Your objective.
Each line below from the one containing "let scale = Array1::random_using(n, chi2, rng).mapv(|u|" through the one containing "pub struct $kernel" is to be given again exactly, and no line outside that span.

Provided entries.
——————————

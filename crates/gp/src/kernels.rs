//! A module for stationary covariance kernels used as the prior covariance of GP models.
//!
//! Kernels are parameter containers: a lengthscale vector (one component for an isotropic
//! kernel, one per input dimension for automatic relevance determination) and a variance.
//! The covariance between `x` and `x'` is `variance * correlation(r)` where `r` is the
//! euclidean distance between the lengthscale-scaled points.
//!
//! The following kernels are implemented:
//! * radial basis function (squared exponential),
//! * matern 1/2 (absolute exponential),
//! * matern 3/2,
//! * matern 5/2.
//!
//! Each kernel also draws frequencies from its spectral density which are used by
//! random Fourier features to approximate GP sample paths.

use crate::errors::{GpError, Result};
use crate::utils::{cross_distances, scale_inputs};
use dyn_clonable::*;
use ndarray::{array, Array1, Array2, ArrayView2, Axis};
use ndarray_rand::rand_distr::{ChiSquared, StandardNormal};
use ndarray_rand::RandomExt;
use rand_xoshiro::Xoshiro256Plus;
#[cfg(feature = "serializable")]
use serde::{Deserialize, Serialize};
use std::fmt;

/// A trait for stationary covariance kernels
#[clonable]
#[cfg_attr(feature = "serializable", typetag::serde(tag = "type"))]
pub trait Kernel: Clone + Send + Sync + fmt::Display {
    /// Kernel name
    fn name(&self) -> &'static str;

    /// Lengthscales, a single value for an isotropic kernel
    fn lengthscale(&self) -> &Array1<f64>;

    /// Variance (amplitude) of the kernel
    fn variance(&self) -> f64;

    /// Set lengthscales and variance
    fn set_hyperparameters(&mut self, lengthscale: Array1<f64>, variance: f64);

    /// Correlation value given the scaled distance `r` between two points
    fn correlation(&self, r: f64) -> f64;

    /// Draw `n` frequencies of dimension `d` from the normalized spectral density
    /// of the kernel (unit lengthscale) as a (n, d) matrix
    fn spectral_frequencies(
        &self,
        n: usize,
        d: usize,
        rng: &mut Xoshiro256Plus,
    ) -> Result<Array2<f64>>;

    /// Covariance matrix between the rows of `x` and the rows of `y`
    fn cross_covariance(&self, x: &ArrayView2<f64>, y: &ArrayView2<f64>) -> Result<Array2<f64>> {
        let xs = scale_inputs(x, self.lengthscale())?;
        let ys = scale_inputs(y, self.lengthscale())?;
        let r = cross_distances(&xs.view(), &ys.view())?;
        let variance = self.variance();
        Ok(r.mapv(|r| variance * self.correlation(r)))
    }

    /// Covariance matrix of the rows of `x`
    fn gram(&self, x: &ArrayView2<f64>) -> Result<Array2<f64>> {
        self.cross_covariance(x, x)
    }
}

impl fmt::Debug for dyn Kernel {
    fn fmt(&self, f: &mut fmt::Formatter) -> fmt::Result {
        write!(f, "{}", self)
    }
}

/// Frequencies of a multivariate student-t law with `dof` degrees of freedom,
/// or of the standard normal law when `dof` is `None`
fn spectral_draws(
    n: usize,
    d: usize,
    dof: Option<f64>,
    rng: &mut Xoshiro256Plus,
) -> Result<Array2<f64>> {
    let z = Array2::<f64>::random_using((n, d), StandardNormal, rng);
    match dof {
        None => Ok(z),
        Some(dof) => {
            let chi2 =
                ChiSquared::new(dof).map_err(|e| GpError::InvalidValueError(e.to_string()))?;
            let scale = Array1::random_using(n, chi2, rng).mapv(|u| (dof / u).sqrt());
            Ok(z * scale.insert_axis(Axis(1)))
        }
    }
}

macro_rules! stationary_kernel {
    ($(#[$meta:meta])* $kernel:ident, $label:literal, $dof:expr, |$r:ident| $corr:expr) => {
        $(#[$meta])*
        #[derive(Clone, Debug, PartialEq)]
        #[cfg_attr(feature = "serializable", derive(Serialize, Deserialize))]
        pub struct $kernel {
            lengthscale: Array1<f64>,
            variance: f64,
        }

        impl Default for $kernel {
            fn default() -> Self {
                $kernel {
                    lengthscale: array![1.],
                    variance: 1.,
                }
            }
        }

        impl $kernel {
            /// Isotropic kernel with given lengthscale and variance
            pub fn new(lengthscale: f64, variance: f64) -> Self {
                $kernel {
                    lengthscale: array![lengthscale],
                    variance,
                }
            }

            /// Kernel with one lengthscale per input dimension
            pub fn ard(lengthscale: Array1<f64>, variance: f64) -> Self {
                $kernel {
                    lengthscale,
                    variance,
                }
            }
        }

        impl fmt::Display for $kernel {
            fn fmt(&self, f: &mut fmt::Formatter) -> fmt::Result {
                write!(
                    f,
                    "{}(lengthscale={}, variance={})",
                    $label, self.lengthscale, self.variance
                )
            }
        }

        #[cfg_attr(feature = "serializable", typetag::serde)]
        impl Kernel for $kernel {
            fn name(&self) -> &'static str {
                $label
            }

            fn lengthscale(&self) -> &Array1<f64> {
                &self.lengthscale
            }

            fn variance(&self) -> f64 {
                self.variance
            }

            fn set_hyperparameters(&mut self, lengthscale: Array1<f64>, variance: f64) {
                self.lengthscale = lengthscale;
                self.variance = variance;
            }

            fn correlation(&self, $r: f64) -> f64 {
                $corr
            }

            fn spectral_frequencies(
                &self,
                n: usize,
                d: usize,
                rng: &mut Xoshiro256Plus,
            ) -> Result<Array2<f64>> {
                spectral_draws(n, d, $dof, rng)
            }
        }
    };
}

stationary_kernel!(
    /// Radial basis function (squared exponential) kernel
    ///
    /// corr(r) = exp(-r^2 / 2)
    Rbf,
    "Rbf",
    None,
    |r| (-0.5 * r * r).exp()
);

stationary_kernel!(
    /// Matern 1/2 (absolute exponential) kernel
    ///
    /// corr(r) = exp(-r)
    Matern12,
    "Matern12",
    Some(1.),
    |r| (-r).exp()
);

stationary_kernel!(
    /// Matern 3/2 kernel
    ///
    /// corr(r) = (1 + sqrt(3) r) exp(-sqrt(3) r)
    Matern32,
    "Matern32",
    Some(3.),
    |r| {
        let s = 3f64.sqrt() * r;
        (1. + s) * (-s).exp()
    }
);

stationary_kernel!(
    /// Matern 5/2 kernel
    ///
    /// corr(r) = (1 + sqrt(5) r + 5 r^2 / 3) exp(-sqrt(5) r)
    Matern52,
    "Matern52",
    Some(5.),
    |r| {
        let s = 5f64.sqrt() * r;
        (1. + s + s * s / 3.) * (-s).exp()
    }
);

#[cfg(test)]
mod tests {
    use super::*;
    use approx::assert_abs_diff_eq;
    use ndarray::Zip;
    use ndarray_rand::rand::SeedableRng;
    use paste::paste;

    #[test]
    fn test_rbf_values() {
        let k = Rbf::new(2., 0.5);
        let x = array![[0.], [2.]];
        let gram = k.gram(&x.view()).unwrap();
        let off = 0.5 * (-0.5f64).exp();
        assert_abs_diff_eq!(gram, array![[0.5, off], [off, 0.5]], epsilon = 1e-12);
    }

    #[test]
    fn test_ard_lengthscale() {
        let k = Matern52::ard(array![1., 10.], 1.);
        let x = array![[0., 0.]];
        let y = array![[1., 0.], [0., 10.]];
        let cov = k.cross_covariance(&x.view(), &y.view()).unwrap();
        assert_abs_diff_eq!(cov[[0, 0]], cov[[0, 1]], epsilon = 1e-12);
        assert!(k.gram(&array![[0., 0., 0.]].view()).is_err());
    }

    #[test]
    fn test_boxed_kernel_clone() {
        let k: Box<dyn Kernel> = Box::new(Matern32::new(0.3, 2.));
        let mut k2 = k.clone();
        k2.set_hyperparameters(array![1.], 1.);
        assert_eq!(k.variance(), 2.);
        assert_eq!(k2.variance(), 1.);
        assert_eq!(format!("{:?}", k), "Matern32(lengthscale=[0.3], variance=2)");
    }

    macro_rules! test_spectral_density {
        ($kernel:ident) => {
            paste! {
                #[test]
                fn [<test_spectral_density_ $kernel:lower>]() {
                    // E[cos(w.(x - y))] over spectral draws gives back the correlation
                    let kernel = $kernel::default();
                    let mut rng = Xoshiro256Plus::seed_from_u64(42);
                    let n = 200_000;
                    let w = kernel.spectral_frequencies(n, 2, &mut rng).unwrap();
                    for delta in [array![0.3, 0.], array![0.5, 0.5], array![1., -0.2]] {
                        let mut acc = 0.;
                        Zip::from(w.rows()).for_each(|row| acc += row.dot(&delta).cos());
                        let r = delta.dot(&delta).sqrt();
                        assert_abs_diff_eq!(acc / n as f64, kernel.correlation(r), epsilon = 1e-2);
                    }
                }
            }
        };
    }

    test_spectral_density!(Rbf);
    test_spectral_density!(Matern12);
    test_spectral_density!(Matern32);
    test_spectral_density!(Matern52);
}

——————————

Expected output.
            let scale = Array1::random_using(n, chi2, rng).mapv(|u| (dof / u).sqrt());
            Ok(z * scale.insert_axis(Axis(1)))
        }
    }
}

macro_rules! stationary_kernel {
    ($(#[$meta:meta])* $kernel:ident, $label:literal, $dof:expr, |$r:ident| $corr:expr) => {
        $(#[$meta])*
        #[derive(Clone, Debug, PartialEq)]
        #[cfg_attr(feature = "serializable", derive(Serialize, Deserialize))]
        pub struct $kernel {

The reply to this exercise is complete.